The first pregnancy with an Rh-positive baby is not affected as the antibodies formed initially cannot cross the placenta. However, in future pregnancies, if the maternal immune cells come into contact with the D antigen on the fetal blood cells, the immune system rapidly produces anti-D antibodies that can cross the placenta. These antibodies attach to the fetal blood cells, marking them for destruction, causing anemia. A similar condition can occur when there is a mismatch in blood type called ABO incompatibility.

How the Infant Is Affected

As discussed above, in he first pregnancy with an Rh-positive baby, there are no problems. If this mismatch is unknown in the first pregnancy (occurs sometimes if first pregnancy results in a miscarriage) or if proper preventative measures (which will be discussed later) are not taken, future pregnancies can be affected. After the first affected pregnancy, the severity of hemolytic disease of the newborn worsens with each pregnancy.

Symptoms are determined by the severity of the red blood cell breakdown (called hemolysis). If the infant is only mildly affected, there may be minimal problems such as mild anemia and/or jaundice that do not require treatment. If the amount of hemolysis is severe, he/she will have significant jaundice (elevated bilirubin) shortly after birth.

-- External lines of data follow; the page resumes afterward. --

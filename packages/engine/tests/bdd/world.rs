//! World struct for Cucumber BDD tests
//!
//! Contains the test state that persists across steps in a scenario.

use cucumber::World;
use devis_engine::{
    compute_bases, evaluate, project, BillingConfig, Bases, Document, EngineError, InMemoryStore,
    LineKey, Node, NodeId, Situation, Totals, Tree,
};

/// Project name used when a scenario does not store the quote explicitly.
pub const DEFAULT_PROJECT: &str = "scenario";

/// Test world that holds state across steps in a Cucumber scenario.
#[derive(Debug, World)]
#[world(init = Self::new)]
pub struct DevisWorld {
    /// Nodes given so far, in table order
    pub nodes: Vec<Node>,
    /// Current quote
    pub document: Document,
    /// Quote before the last edit
    pub before: Option<Document>,
    /// Ids inserted by the last bulk insertion, in insertion order
    pub inserted: Vec<NodeId>,
    /// Persistence used by situation scenarios
    pub store: InMemoryStore,
    pub project: String,
    pub billing: BillingConfig,
    pub bases: Option<Bases>,
    pub totals: Option<Totals>,
    pub situation: Option<Situation>,
    /// Last error (if an operation failed)
    pub error: Option<EngineError>,
}

impl DevisWorld {
    fn new() -> Self {
        Self {
            nodes: Vec::new(),
            document: Document::new(DEFAULT_PROJECT),
            before: None,
            inserted: Vec::new(),
            store: InMemoryStore::new(),
            project: DEFAULT_PROJECT.to_string(),
            billing: BillingConfig::default(),
            bases: None,
            totals: None,
            situation: None,
            error: None,
        }
    }

    /// Rebuild the document from the given nodes.
    pub fn rebuild(&mut self) {
        self.document = Document::from_nodes(Some(self.project.clone()), self.nodes.clone())
            .expect("Given nodes should form a valid document");
    }

    /// Replace the document, keeping the previous one for comparison.
    pub fn commit(&mut self, document: Document) {
        self.before = Some(std::mem::replace(&mut self.document, document));
    }

    pub fn tree(&self) -> Tree {
        project(&self.document).tree
    }

    pub fn evaluate(&mut self) {
        let tree = self.tree();
        let bases = compute_bases(&tree);
        match evaluate(&tree, &bases) {
            Ok(totals) => {
                self.totals = Some(totals);
                self.error = None;
            }
            Err(e) => {
                self.totals = None;
                self.error = Some(e);
            }
        }
        self.bases = Some(bases);
    }

    pub fn totals(&self) -> &Totals {
        match (&self.totals, &self.error) {
            (Some(totals), _) => totals,
            (None, Some(e)) => panic!("Evaluation failed: {e}"),
            (None, None) => panic!("The quote was not evaluated"),
        }
    }

    pub fn situation(&self) -> &Situation {
        match (&self.situation, &self.error) {
            (Some(situation), _) => situation,
            (None, Some(e)) => panic!("Drafting the situation failed: {e}"),
            (None, None) => panic!("No situation was drafted"),
        }
    }

    pub fn situation_mut(&mut self) -> &mut Situation {
        self.situation.as_mut().expect("No situation was drafted")
    }

    pub fn position_of(&self, id: &NodeId) -> f64 {
        self.document
            .get(id)
            .map(Node::position)
            .unwrap_or_else(|| panic!("Node {id} not in document"))
    }

    /// Ids in document order.
    pub fn order(&self) -> Vec<String> {
        self.document
            .preorder()
            .iter()
            .map(|n| n.id().to_string())
            .collect()
    }
}

pub fn detail_key(id: i64) -> LineKey {
    LineKey::Detail {
        id: NodeId::from(id),
    }
}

Unfortunately, the hemolysis doesn't stop when the baby is born as the maternal antibodies linger for several weeks. These excessive levels of bilirubin can cause damage to the brain. In some cases, the anemia is so severe in utero (prior to birth) that the liver and spleen enlarge to increase red blood cell production leading to liver failure. The hemolytic disease may also lead to hydrops fetalis with generalized edema (swelling), fluid around organs, and even death.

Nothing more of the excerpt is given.